In 1957 Madiba was one of the first Africans to be appointed as a sub-inspector of Bantu Education. Two years later he was seconded back to Mokopane in order to reorganize the college. In 1961 he returned to his position as sub-inspector and in 1965 became Bantu Inspector of Schools. When the Department of Education and Culture of the Lebowa Government Service came into being in 1969 he was appointed as its first education planner. Madiba was a protagonist of mother tongue instruction and of the mother tongue as medium of instruction in the primary school. Furthermore, he propagated the training of primary school teachers in the mother tongue as this would result in better training.

This viewpoint led to severe criticism and political controversy, yet in pursuance of his conviction and his commitment to mother tongue instruction he developed the Northern Sotho language terminology that led the Department of Bantu Education language committees to compile Sotho terminologies in other subjects as well. He was also the author of several school textbooks, stories and novels in Northern Sotho. His books Thuto ya Polelo (1941), Tsiri (1942), Mahlontebe series (1952) and Nkotsana (1955) are still widely read in Northern Sotho schools.
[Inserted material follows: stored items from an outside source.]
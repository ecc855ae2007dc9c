#![deny(missing_docs)]
//! Shared logging utilities for the catalog workspace.
//!
//! This crate provides the `catalog_*` logging macros used across the codebase,
//! a level lookup driven by the `CATALOG_LOG` environment variable and a
//! minimal test initializer for the global logger.

use log::LevelFilter;

/// Environment variable consulted by [`level_from_env`].
pub const LOG_LEVEL_ENV: &str = "CATALOG_LOG";

/// Parses a level name (`trace`, `debug`, `info`, `warn`, `error`, `off`).
///
/// Matching ignores ASCII case and surrounding whitespace.
pub fn parse_level(raw: &str) -> Option<LevelFilter> {
    match raw.trim().to_ascii_lowercase().as_str() {
        "trace" => Some(LevelFilter::Trace),
        "debug" => Some(LevelFilter::Debug),
        "info" => Some(LevelFilter::Info),
        "warn" | "warning" => Some(LevelFilter::Warn),
        "error" => Some(LevelFilter::Error),
        "off" | "none" => Some(LevelFilter::Off),
        _ => None,
    }
}

/// Returns the level named by `CATALOG_LOG`, or `default` when the variable is
/// unset or unparseable.
pub fn level_from_env(default: LevelFilter) -> LevelFilter {
    std::env::var(LOG_LEVEL_ENV)
        .ok()
        .and_then(|raw| parse_level(&raw))
        .unwrap_or(default)
}

/// Logs a trace-level message using the global logging facade.
#[macro_export]
macro_rules! catalog_trace {
    ($($arg:tt)*) => {{
        log::trace!($($arg)*);
    }};
}

/// Logs an info-level message using the global logging facade.
#[macro_export]
macro_rules! catalog_info {
    ($($arg:tt)*) => {{
        log::info!($($arg)*);
    }};
}

/// Logs a debug-level message using the global logging facade.
#[macro_export]
macro_rules! catalog_debug {
    ($($arg:tt)*) => {{
        log::debug!($($arg)*);
    }};
}

/// Logs a warn-level message using the global logging facade.
#[macro_export]
macro_rules! catalog_warn {
    ($($arg:tt)*) => {{
        log::warn!($($arg)*);
    }};
}

/// Logs an error-level message using the global logging facade.
#[macro_export]
macro_rules! catalog_error {
    ($($arg:tt)*) => {{
        log::error!($($arg)*);
    }};
}

/// Initializes a simple terminal logger for use in unit tests.
///
/// This safely no-ops if another logger has already been initialized.
pub fn initialize_for_tests() {
    use simplelog::{ColorChoice, CombinedLogger, Config, TermLogger, TerminalMode};

    // Use debug level in debug builds, info in release builds.
    let fallback = if cfg!(debug_assertions) {
        LevelFilter::Debug
    } else {
        LevelFilter::Info
    };

    // Ignore the error if a logger was already set by another test.
    let _ = CombinedLogger::init(vec![TermLogger::new(
        level_from_env(fallback),
        Config::default(),
        TerminalMode::Mixed,
        ColorChoice::Auto,
    )]);
}
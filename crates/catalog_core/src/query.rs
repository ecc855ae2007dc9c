//! Translation between view state and the address bar query string.
//!
//! Only `category` and `search` are persisted; the page number never is.

use url::form_urlencoded;

use crate::ViewState;

const CATEGORY_KEY: &str = "category";
const SEARCH_KEY: &str = "search";

/// Filter-relevant projection of [`ViewState`]. Absent keys mean "default".
#[derive(Debug, Clone, PartialEq, Eq, Default)]
pub struct QueryParams {
    pub category: Option<String>,
    pub search: Option<String>,
}

impl QueryParams {
    pub fn from_view(view: &ViewState) -> Self {
        Self {
            category: view.category.slug().map(ToOwned::to_owned),
            search: Some(view.search_term.clone()).filter(|term| !term.is_empty()),
        }
    }

    pub fn is_empty(&self) -> bool {
        self.category.is_none() && self.search.is_none()
    }

    /// `category=<slug>&search=<term>`, omitting absent keys, without a leading `?`.
    pub fn encode(&self) -> String {
        let mut serializer = form_urlencoded::Serializer::new(String::new());
        if let Some(category) = &self.category {
            serializer.append_pair(CATEGORY_KEY, category);
        }
        if let Some(search) = &self.search {
            serializer.append_pair(SEARCH_KEY, search);
        }
        serializer.finish()
    }

    /// Accepts a bare query, a `?query`, or anything containing `?` (a path or a
    /// full URL). Unknown keys are ignored, empty values count as absent and the
    /// first occurrence of a repeated key wins.
    pub fn decode(raw: &str) -> Self {
        let without_fragment = raw.split('#').next().unwrap_or_default();
        let query = match without_fragment.split_once('?') {
            Some((_, query)) => query,
            None => without_fragment,
        };

        let mut params = QueryParams::default();
        for (key, value) in form_urlencoded::parse(query.as_bytes()) {
            if value.is_empty() {
                continue;
            }
            match key.as_ref() {
                CATEGORY_KEY if params.category.is_none() => {
                    params.category = Some(value.into_owned());
                }
                SEARCH_KEY if params.search.is_none() => {
                    params.search = Some(value.into_owned());
                }
                _ => {}
            }
        }
        params
    }
}

pub fn to_query(view: &ViewState) -> String {
    QueryParams::from_view(view).encode()
}

pub fn from_query(raw: &str) -> QueryParams {
    QueryParams::decode(raw)
}
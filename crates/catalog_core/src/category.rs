/// Category slugs offered by the category menu, with their display labels.
pub const KNOWN_CATEGORIES: &[(&str, &str)] = &[
    ("smartphones", "Smartphones"),
    ("laptops", "Laptops"),
    ("fragrances", "Fragrances"),
    ("skincare", "Skincare"),
    ("beauty", "Beauty"),
    ("furniture", "Furniture"),
    ("groceries", "Groceries"),
    ("home-decoration", "Home Decoration"),
    ("kitchen-accessories", "Kitchen Accessories"),
    ("mens-shirts", "Men's Shirts"),
    ("mens-shoes", "Men's Shoes"),
    ("mens-watches", "Men's Watches"),
    ("mobile-accessories", "Mobile Accessories"),
    ("motorcycle", "Motorcycle"),
    ("skin-care", "Skin Care"),
    ("sports-accessories", "Sports Accessories"),
    ("sunglasses", "Sunglasses"),
    ("tablets", "Tablets"),
    ("tops", "Tops"),
    ("vehicle", "Vehicle"),
    ("womens-bags", "Women's Bags"),
    ("womens-dresses", "Women's Dresses"),
    ("womens-jewellery", "Women's Jewellery"),
    ("womens-shoes", "Women's Shoes"),
    ("womens-watches", "Women's Watches"),
];

const ALL_LABEL: &str = "All Categories";

#[derive(Debug, Clone, PartialEq, Eq, Hash, Default)]
pub enum Category {
    #[default]
    All,
    Slug(String),
}

impl Category {
    /// Empty input and the literal `all` select every category; anything else is
    /// kept verbatim (trimmed) as a slug, known or not.
    pub fn parse(raw: &str) -> Self {
        let trimmed = raw.trim();
        if trimmed.is_empty() || trimmed.eq_ignore_ascii_case("all") {
            Category::All
        } else {
            Category::Slug(trimmed.to_string())
        }
    }

    pub fn slug(&self) -> Option<&str> {
        match self {
            Category::All => None,
            Category::Slug(slug) => Some(slug.as_str()),
        }
    }

    pub fn is_all(&self) -> bool {
        matches!(self, Category::All)
    }

    pub fn is_known(&self) -> bool {
        match self {
            Category::All => true,
            Category::Slug(slug) => KNOWN_CATEGORIES
                .iter()
                .any(|(known, _)| *known == slug.as_str()),
        }
    }

    /// Menu label; unknown slugs fall back to the slug itself.
    pub fn label(&self) -> &str {
        match self {
            Category::All => ALL_LABEL,
            Category::Slug(slug) => {
                match KNOWN_CATEGORIES
                    .iter()
                    .find(|(known, _)| *known == slug.as_str())
                {
                    Some((_, label)) => *label,
                    None => slug.as_str(),
                }
            }
        }
    }
}
use std::sync::{mpsc, Arc, Mutex};
use std::thread;
use std::time::Duration;

use catalog_core::{ProductQuery, RequestId};
use catalog_logging::{catalog_debug, catalog_warn};

use crate::fetch::{FetchSettings, ProductFetcher, ReqwestFetcher};
use crate::{EngineError, EngineEvent};

enum EngineCommand {
    FetchPage {
        request_id: RequestId,
        query: ProductQuery,
    },
}

/// Runs fetches on a background tokio runtime and reports completions.
///
/// Requests are never cancelled: every accepted command produces exactly one
/// [`EngineEvent::FetchCompleted`], in completion order.
pub struct EngineHandle {
    cmd_tx: mpsc::Sender<EngineCommand>,
    event_rx: Mutex<mpsc::Receiver<EngineEvent>>,
}

impl EngineHandle {
    pub fn new(settings: FetchSettings) -> Result<Self, EngineError> {
        let fetcher = ReqwestFetcher::new(settings)?;
        Self::with_fetcher(Arc::new(fetcher))
    }

    pub fn with_fetcher(fetcher: Arc<dyn ProductFetcher>) -> Result<Self, EngineError> {
        let (cmd_tx, cmd_rx) = mpsc::channel();
        let (event_tx, event_rx) = mpsc::channel();
        let runtime = tokio::runtime::Runtime::new()?;

        thread::spawn(move || {
            while let Ok(command) = cmd_rx.recv() {
                let fetcher = fetcher.clone();
                let event_tx = event_tx.clone();
                runtime.spawn(async move {
                    handle_command(fetcher.as_ref(), command, event_tx).await;
                });
            }
            catalog_debug!("Engine command channel closed");
        });

        Ok(Self {
            cmd_tx,
            event_rx: Mutex::new(event_rx),
        })
    }

    pub fn fetch_page(&self, request_id: RequestId, query: ProductQuery) {
        if self
            .cmd_tx
            .send(EngineCommand::FetchPage { request_id, query })
            .is_err()
        {
            catalog_warn!("Engine stopped; dropping fetch request_id={}", request_id);
        }
    }

    pub fn try_recv(&self) -> Option<EngineEvent> {
        self.event_rx.lock().ok()?.try_recv().ok()
    }

    pub fn recv_timeout(&self, timeout: Duration) -> Option<EngineEvent> {
        self.event_rx.lock().ok()?.recv_timeout(timeout).ok()
    }
}

async fn handle_command(
    fetcher: &dyn ProductFetcher,
    command: EngineCommand,
    event_tx: mpsc::Sender<EngineEvent>,
) {
    match command {
        EngineCommand::FetchPage { request_id, query } => {
            let result = fetcher.fetch_page(&query).await;
            if let Err(err) = &result {
                catalog_warn!("Fetch request_id={} failed ({}): {}", request_id, err.kind, err);
            }
            let _ = event_tx.send(EngineEvent::FetchCompleted { request_id, result });
        }
    }
}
Madiba was the first secretary of the Maune branch of the Transvaal. African Teachers' Association (TATA) in 1930. He was also secretary of the Northern Transvaal Teachers' District Association of TATA, and served in several committees of this organization. In 1954 he was co-founder of the Transvaal Teachers' Union (TTU) and became its educational advisor. He represented the TTU on the Advisory Board for Native Education in the Transvaal. In 1960 he was appointed first chairperson of the advisory council of the newly established University College of the North, a position he held until 1973. He served as chairperson of the university's education committee as well, and on 13 May 1978 was installed as the first African chancellor of the University of the North.
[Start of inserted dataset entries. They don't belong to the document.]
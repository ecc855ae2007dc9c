use std::ops::Range;

use crate::Product;

/// Case-insensitive substring match on title or description. An empty term
/// keeps every product.
pub fn filter_products<'a>(products: &'a [Product], term: &str) -> Vec<&'a Product> {
    let needle = term.to_lowercase();
    if needle.is_empty() {
        return products.iter().collect();
    }
    products
        .iter()
        .filter(|product| {
            product.title.to_lowercase().contains(&needle)
                || product.description.to_lowercase().contains(&needle)
        })
        .collect()
}

/// Index range `[(page-1)*page_size, page*page_size)` clamped to `len`.
pub fn page_window(len: usize, page: u32, page_size: u32) -> Range<usize> {
    let size = page_size as usize;
    let start = (page.max(1) as usize - 1).saturating_mul(size).min(len);
    let end = start.saturating_add(size).min(len);
    start..end
}
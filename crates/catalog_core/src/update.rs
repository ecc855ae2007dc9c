use crate::{AppState, Effect, Msg, PaginationMode};

/// Pure update function: applies a message to state and returns any effects.
pub fn update(mut state: AppState, msg: Msg) -> (AppState, Vec<Effect>) {
    let effects = match msg {
        Msg::LocationLoaded(raw) => {
            state.load_location(&raw);
            vec![state.begin_fetch()]
        }
        Msg::CategorySelected(category) => {
            state.set_category(category);
            vec![state.write_query(), state.begin_fetch()]
        }
        Msg::SearchChanged(term) => {
            // Search narrows the products already held; it never hits the network.
            state.set_search_term(term);
            vec![state.write_query()]
        }
        Msg::PageSelected(page) => select_page(&mut state, page),
        Msg::NextPage => {
            if state.has_next_page() {
                let next = state.view_state().current_page.saturating_add(1);
                select_page(&mut state, next)
            } else {
                Vec::new()
            }
        }
        Msg::PrevPage => {
            if state.has_prev_page() {
                let prev = state.view_state().current_page - 1;
                select_page(&mut state, prev)
            } else {
                Vec::new()
            }
        }
        Msg::ProductsFetched {
            request_id,
            products,
        } => {
            state.apply_success(request_id, products);
            Vec::new()
        }
        Msg::FetchFailed {
            request_id,
            message,
        } => {
            state.apply_failure(request_id, message);
            Vec::new()
        }
    };

    (state, effects)
}

fn select_page(state: &mut AppState, page: u32) -> Vec<Effect> {
    state.set_page(page);
    match state.pagination() {
        PaginationMode::Server => vec![state.begin_fetch()],
        PaginationMode::Client => Vec::new(),
    }
}
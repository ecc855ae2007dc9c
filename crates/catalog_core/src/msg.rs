#[derive(Debug, Clone, PartialEq)]
pub enum Msg {
    /// The address bar query was read on startup or changed from outside
    /// (reload, pasted link). Missing keys fall back to defaults.
    LocationLoaded(String),
    /// User picked an entry from the category menu.
    CategorySelected(crate::Category),
    /// User edited the search box.
    SearchChanged(String),
    /// User jumped to a page.
    PageSelected(u32),
    /// User clicked "next".
    NextPage,
    /// User clicked "prev".
    PrevPage,
    /// Engine completion carrying the fetched products.
    ProductsFetched {
        request_id: crate::RequestId,
        products: Vec<crate::Product>,
    },
    /// Engine completion for a failed fetch.
    FetchFailed {
        request_id: crate::RequestId,
        message: String,
    },
}
use serde::{Deserialize, Serialize};

use crate::Category;

/// Monotonic tag attached to every issued fetch.
pub type RequestId = u64;

/// One catalog record as returned by the remote product service.
#[derive(Debug, Clone, PartialEq, Serialize, Deserialize)]
pub struct Product {
    pub id: u64,
    pub title: String,
    #[serde(default)]
    pub description: String,
    #[serde(default)]
    pub thumbnail: String,
    #[serde(default)]
    pub price: f64,
    #[serde(default)]
    pub rating: f64,
    #[serde(default)]
    pub stock: u32,
    #[serde(default)]
    pub category: String,
}

/// Offset-paginated request for one slice of the catalog.
///
/// A `page_size` of zero asks the service for every matching item.
#[derive(Debug, Clone, PartialEq, Eq)]
pub struct ProductQuery {
    pub category: Category,
    pub page: u32,
    pub page_size: u32,
}

impl ProductQuery {
    pub fn new(category: Category, page: u32, page_size: u32) -> Self {
        Self {
            category,
            page: page.max(1),
            page_size,
        }
    }

    /// Query for all items of `category` in a single response.
    pub fn all_items(category: Category) -> Self {
        Self::new(category, 1, 0)
    }

    pub fn offset(&self) -> u64 {
        u64::from(self.page.max(1) - 1) * u64::from(self.page_size)
    }

    pub fn limit(&self) -> u32 {
        self.page_size
    }
}

/// Outcome of the most recent fetch. Exactly one variant holds at a time.
#[derive(Debug, Clone, PartialEq, Default)]
pub enum FetchResult {
    #[default]
    Idle,
    Pending,
    Success(Vec<Product>),
    Failure(String),
}

impl FetchResult {
    pub fn is_pending(&self) -> bool {
        matches!(self, FetchResult::Pending)
    }

    /// Products held by a successful fetch; empty for every other variant.
    pub fn products(&self) -> &[Product] {
        match self {
            FetchResult::Success(items) => items,
            _ => &[],
        }
    }
}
Madiba was a recipient of the British Council Visitor's Grant. This enabled him to study primary and secondary teacher training in Britain, as well as the teaching of English to foreign students in 1964. He was a member of the government commission to Malawi, studying the youth in that country. In 1973 he received an honorary D.Ed. from the Faculty of Education at the University of South Africa for meritorious services as linguist, author, educationist and community leader. Besides his numerous commitments in the field of education Madiba made room for community service. He was a lay preacher and elder in the Lutheran Church and president of the Evangelical Lutheran Church Synod, Transvaal. He was chairperson of the constitutional committee when the Northern and Southern Transvaal synods merged, and served from 1963 as first president of the new synod. He was also deputy chairperson of the Lebowa Legislative Assembly. In Mashashane a junior secondary school bears his name and at the University of the North a dining hall and student residence are also named after him. He married Johanna Margaret Ledwaba in 1936. The couple had two sons and five daughters. He died in his home after a short illness.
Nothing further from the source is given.